(Saved data entries)
*-*-*

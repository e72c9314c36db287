use chrono::{DateTime, Utc};
use serde::{Deserialize, Serialize};
use uuid::Uuid;

use crate::action::ActionResult;
use crate::cache::Digest;

pub type OperationId = Uuid;

#[derive(Debug, Clone, Copy, PartialEq, Eq, Hash, Serialize, Deserialize)]
pub enum ExecutionStage {
    Queued,
    Executing,
    Completed,
    Error,
}

impl ExecutionStage {
    pub fn is_terminal(self) -> bool {
        matches!(self, ExecutionStage::Completed | ExecutionStage::Error)
    }
}

impl std::fmt::Display for ExecutionStage {
    fn fmt(&self, f: &mut std::fmt::Formatter<'_>) -> std::fmt::Result {
        match self {
            ExecutionStage::Queued => write!(f, "queued"),
            ExecutionStage::Executing => write!(f, "executing"),
            ExecutionStage::Completed => write!(f, "completed"),
            ExecutionStage::Error => write!(f, "error"),
        }
    }
}

/// Why an operation ended in [`ExecutionStage::Error`].
#[derive(Debug, Clone, Copy, PartialEq, Eq, Serialize, Deserialize)]
pub enum ErrorKind {
    /// An input referenced by the action is missing from the CAS.
    MissingInput,
    /// The command ran and exited non-zero.
    NonZeroExit,
    Timeout,
    /// The process or the isolation wrapper could not be set up.
    SandboxFailure,
    /// Reading from or writing to the cache failed.
    CacheFailure,
    /// The worker itself failed while driving the operation.
    Internal,
}

impl std::fmt::Display for ErrorKind {
    fn fmt(&self, f: &mut std::fmt::Formatter<'_>) -> std::fmt::Result {
        match self {
            ErrorKind::MissingInput => write!(f, "missing_input"),
            ErrorKind::NonZeroExit => write!(f, "non_zero_exit"),
            ErrorKind::Timeout => write!(f, "timeout"),
            ErrorKind::SandboxFailure => write!(f, "sandbox_failure"),
            ErrorKind::CacheFailure => write!(f, "cache_failure"),
            ErrorKind::Internal => write!(f, "internal"),
        }
    }
}

#[derive(Debug, Clone, PartialEq, Eq, Serialize, Deserialize)]
pub struct OperationError {
    pub kind: ErrorKind,
    pub message: String,
    pub exit_code: Option<i32>,
    /// Last bytes of the captured stderr, lossily decoded.
    pub stderr_tail: String,
}

impl OperationError {
    pub fn new(kind: ErrorKind, message: impl Into<String>) -> Self {
        Self {
            kind,
            message: message.into(),
            exit_code: None,
            stderr_tail: String::new(),
        }
    }

    pub fn with_exit_code(mut self, exit_code: Option<i32>) -> Self {
        self.exit_code = exit_code;
        self
    }

    pub fn with_stderr_tail(mut self, stderr_tail: impl Into<String>) -> Self {
        self.stderr_tail = stderr_tail.into();
        self
    }
}

impl std::fmt::Display for OperationError {
    fn fmt(&self, f: &mut std::fmt::Formatter<'_>) -> std::fmt::Result {
        write!(f, "{}: {}", self.kind, self.message)
    }
}

/// Lifecycle state. The result and the error only exist in their terminal
/// states.
#[derive(Debug, Clone, PartialEq, Eq, Serialize, Deserialize)]
pub enum OperationState {
    Queued,
    Executing,
    Completed(ActionResult),
    Error(OperationError),
}

impl OperationState {
    pub fn stage(&self) -> ExecutionStage {
        match self {
            OperationState::Queued => ExecutionStage::Queued,
            OperationState::Executing => ExecutionStage::Executing,
            OperationState::Completed(_) => ExecutionStage::Completed,
            OperationState::Error(_) => ExecutionStage::Error,
        }
    }
}

#[derive(Debug, Clone, PartialEq, Eq, Serialize, Deserialize)]
pub struct OperationMetadata {
    pub queued_at: DateTime<Utc>,
    pub started_at: Option<DateTime<Utc>>,
    pub completed_at: Option<DateTime<Utc>>,
    /// The result came from the action cache without running anything.
    pub cached_result: bool,
}

/// A requested state change, checked against the current state before it is
/// applied.
#[derive(Debug, Clone, PartialEq, Eq)]
pub enum Transition {
    /// QUEUED -> EXECUTING
    Start,
    /// EXECUTING -> COMPLETED, or QUEUED -> COMPLETED when `cached`
    Complete { result: ActionResult, cached: bool },
    /// QUEUED | EXECUTING -> ERROR
    Fail(OperationError),
}

impl Transition {
    pub fn target(&self) -> ExecutionStage {
        match self {
            Transition::Start => ExecutionStage::Executing,
            Transition::Complete { .. } => ExecutionStage::Completed,
            Transition::Fail(_) => ExecutionStage::Error,
        }
    }
}

/// Snapshot of a trackable unit of work.
#[derive(Debug, Clone, PartialEq, Eq, Serialize, Deserialize)]
pub struct Operation {
    pub id: OperationId,
    pub action_digest: Digest,
    pub state: OperationState,
    pub metadata: OperationMetadata,
}

impl Operation {
    pub fn new(id: OperationId, action_digest: Digest) -> Self {
        Self {
            id,
            action_digest,
            state: OperationState::Queued,
            metadata: OperationMetadata {
                queued_at: Utc::now(),
                started_at: None,
                completed_at: None,
                cached_result: false,
            },
        }
    }

    pub fn stage(&self) -> ExecutionStage {
        self.state.stage()
    }

    pub fn is_terminal(&self) -> bool {
        self.stage().is_terminal()
    }

    pub fn result(&self) -> Option<&ActionResult> {
        match &self.state {
            OperationState::Completed(result) => Some(result),
            _ => None,
        }
    }

    pub fn error(&self) -> Option<&OperationError> {
        match &self.state {
            OperationState::Error(error) => Some(error),
            _ => None,
        }
    }

    /// The snapshot that follows `transition`, or `None` if the state machine
    /// doesn't allow it from the current state.
    pub fn apply(&self, transition: &Transition) -> Option<Operation> {
        let now = Utc::now();
        let mut next = self.clone();
        match (&self.state, transition) {
            (OperationState::Queued, Transition::Start) => {
                next.state = OperationState::Executing;
                next.metadata.started_at = Some(now);
            }
            (OperationState::Executing, Transition::Complete { result, cached: false })
            | (OperationState::Queued, Transition::Complete { result, cached: true }) => {
                next.state = OperationState::Completed(result.clone());
                next.metadata.completed_at = Some(now);
                next.metadata.cached_result = self.stage() == ExecutionStage::Queued;
            }
            (OperationState::Queued | OperationState::Executing, Transition::Fail(error)) => {
                next.state = OperationState::Error(error.clone());
                next.metadata.completed_at = Some(now);
            }
            _ => return None,
        }
        Some(next)
    }
}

*-*-*

**What is being asked**
Print the records once more, exactly as they were given.

**Solution to this problem**
repository e72c9314c36db287
use chrono::{DateTime, Utc};
use serde::{Deserialize, Serialize};
use uuid::Uuid;

use crate::action::ActionResult;
use crate::cache::Digest;

pub type OperationId = Uuid;

#[derive(Debug, Clone, Copy, PartialEq, Eq, Hash, Serialize, Deserialize)]
pub enum ExecutionStage {
    Queued,
    Executing,
    Completed,
    Error,
}

impl ExecutionStage {
    pub fn is_terminal(self) -> bool {
        matches!(self, ExecutionStage::Completed | ExecutionStage::Error)
    }
}

impl std::fmt::Display for ExecutionStage {
    fn fmt(&self, f: &mut std::fmt::Formatter<'_>) -> std::fmt::Result {
        match self {
            ExecutionStage::Queued => write!(f, "queued"),
            ExecutionStage::Executing => write!(f, "executing"),
            ExecutionStage::Completed => write!(f, "completed"),
            ExecutionStage::Error => write!(f, "error"),
        }
    }
}

/// Why an operation ended in [`ExecutionStage::Error`].
#[derive(Debug, Clone, Copy, PartialEq, Eq, Serialize, Deserialize)]
pub enum ErrorKind {
    /// An input referenced by the action is missing from the CAS.
    MissingInput,
    /// The command ran and exited non-zero.
    NonZeroExit,
    Timeout,
    /// The process or the isolation wrapper could not be set up.
    SandboxFailure,
    /// Reading from or writing to the cache failed.
    CacheFailure,
    /// The worker itself failed while driving the operation.
    Internal,
}

impl std::fmt::Display for ErrorKind {
    fn fmt(&self, f: &mut std::fmt::Formatter<'_>) -> std::fmt::Result {
        match self {
            ErrorKind::MissingInput => write!(f, "missing_input"),
            ErrorKind::NonZeroExit => write!(f, "non_zero_exit"),
            ErrorKind::Timeout => write!(f, "timeout"),
            ErrorKind::SandboxFailure => write!(f, "sandbox_failure"),
            ErrorKind::CacheFailure => write!(f, "cache_failure"),
            ErrorKind::Internal => write!(f, "internal"),
        }
    }
}

#[derive(Debug, Clone, PartialEq, Eq, Serialize, Deserialize)]
pub struct OperationError {
    pub kind: ErrorKind,
    pub message: String,
    pub exit_code: Option<i32>,
    /// Last bytes of the captured stderr, lossily decoded.
    pub stderr_tail: String,
}

impl OperationError {
    pub fn new(kind: ErrorKind, message: impl Into<String>) -> Self {
        Self {
            kind,
            message: message.into(),
            exit_code: None,
            stderr_tail: String::new(),
        }
    }

    pub fn with_exit_code(mut self, exit_code: Option<i32>) -> Self {
        self.exit_code = exit_code;
        self
    }

    pub fn with_stderr_tail(mut self, stderr_tail: impl Into<String>) -> Self {
        self.stderr_tail = stderr_tail.into();
        self
    }
}

impl std::fmt::Display for OperationError {
    fn fmt(&self, f: &mut std::fmt::Formatter<'_>) -> std::fmt::Result {
        write!(f, "{}: {}", self.kind, self.message)
    }
}

/// Lifecycle state. The result and the error only exist in their terminal
/// states.
#[derive(Debug, Clone, PartialEq, Eq, Serialize, Deserialize)]
pub enum OperationState {
    Queued,
    Executing,
    Completed(ActionResult),
    Error(OperationError),
}

impl OperationState {
    pub fn stage(&self) -> ExecutionStage {
        match self {
            OperationState::Queued => ExecutionStage::Queued,
            OperationState::Executing => ExecutionStage::Executing,
            OperationState::Completed(_) => ExecutionStage::Completed,
            OperationState::Error(_) => ExecutionStage::Error,
        }
    }
}

#[derive(Debug, Clone, PartialEq, Eq, Serialize, Deserialize)]
pub struct OperationMetadata {
    pub queued_at: DateTime<Utc>,
    pub started_at: Option<DateTime<Utc>>,
    pub completed_at: Option<DateTime<Utc>>,
    /// The result came from the action cache without running anything.
    pub cached_result: bool,
}

/// A requested state change, checked against the current state before it is
/// applied.
#[derive(Debug, Clone, PartialEq, Eq)]
pub enum Transition {
    /// QUEUED -> EXECUTING
    Start,
    /// EXECUTING -> COMPLETED, or QUEUED -> COMPLETED when `cached`
    Complete { result: ActionResult, cached: bool },
    /// QUEUED | EXECUTING -> ERROR
    Fail(OperationError),
}

impl Transition {
    pub fn target(&self) -> ExecutionStage {
        match self {
            Transition::Start => ExecutionStage::Executing,
            Transition::Complete { .. } => ExecutionStage::Completed,
            Transition::Fail(_) => ExecutionStage::Error,
        }
    }
}

/// Snapshot of a trackable unit of work.
#[derive(Debug, Clone, PartialEq, Eq, Serialize, Deserialize)]
pub struct Operation {
    pub id: OperationId,
    pub action_digest: Digest,
    pub state: OperationState,
    pub metadata: OperationMetadata,
}

impl Operation {
    pub fn new(id: OperationId, action_digest: Digest) -> Self {
        Self {
            id,
            action_digest,
            state: OperationState::Queued,
            metadata: OperationMetadata {
                queued_at: Utc::now(),
                started_at: None,
                completed_at: None,
                cached_result: false,
            },
        }
    }

    pub fn stage(&self) -> ExecutionStage {
        self.state.stage()
    }

    pub fn is_terminal(&self) -> bool {
        self.stage().is_terminal()
    }

    pub fn result(&self) -> Option<&ActionResult> {
        match &self.state {
            OperationState::Completed(result) => Some(result),
            _ => None,
        }
    }

    pub fn error(&self) -> Option<&OperationError> {
        match &self.state {
            OperationState::Error(error) => Some(error),
            _ => None,
        }
    }

    /// The snapshot that follows `transition`, or `None` if the state machine
    /// doesn't allow it from the current state.
    pub fn apply(&self, transition: &Transition) -> Option<Operation> {
        let now = Utc::now();
        let mut next = self.clone();
        match (&self.state, transition) {
            (OperationState::Queued, Transition::Start) => {
                next.state = OperationState::Executing;
                next.metadata.started_at = Some(now);
            }
            (OperationState::Executing, Transition::Complete { result, cached: false })
            | (OperationState::Queued, Transition::Complete { result, cached: true }) => {
                next.state = OperationState::Completed(result.clone());
                next.metadata.completed_at = Some(now);
                next.metadata.cached_result = self.stage() == ExecutionStage::Queued;
            }
            (OperationState::Queued | OperationState::Executing, Transition::Fail(error)) => {
                next.state = OperationState::Error(error.clone());
                next.metadata.completed_at = Some(now);
            }
            _ => return None,
        }
        Some(next)
    }
}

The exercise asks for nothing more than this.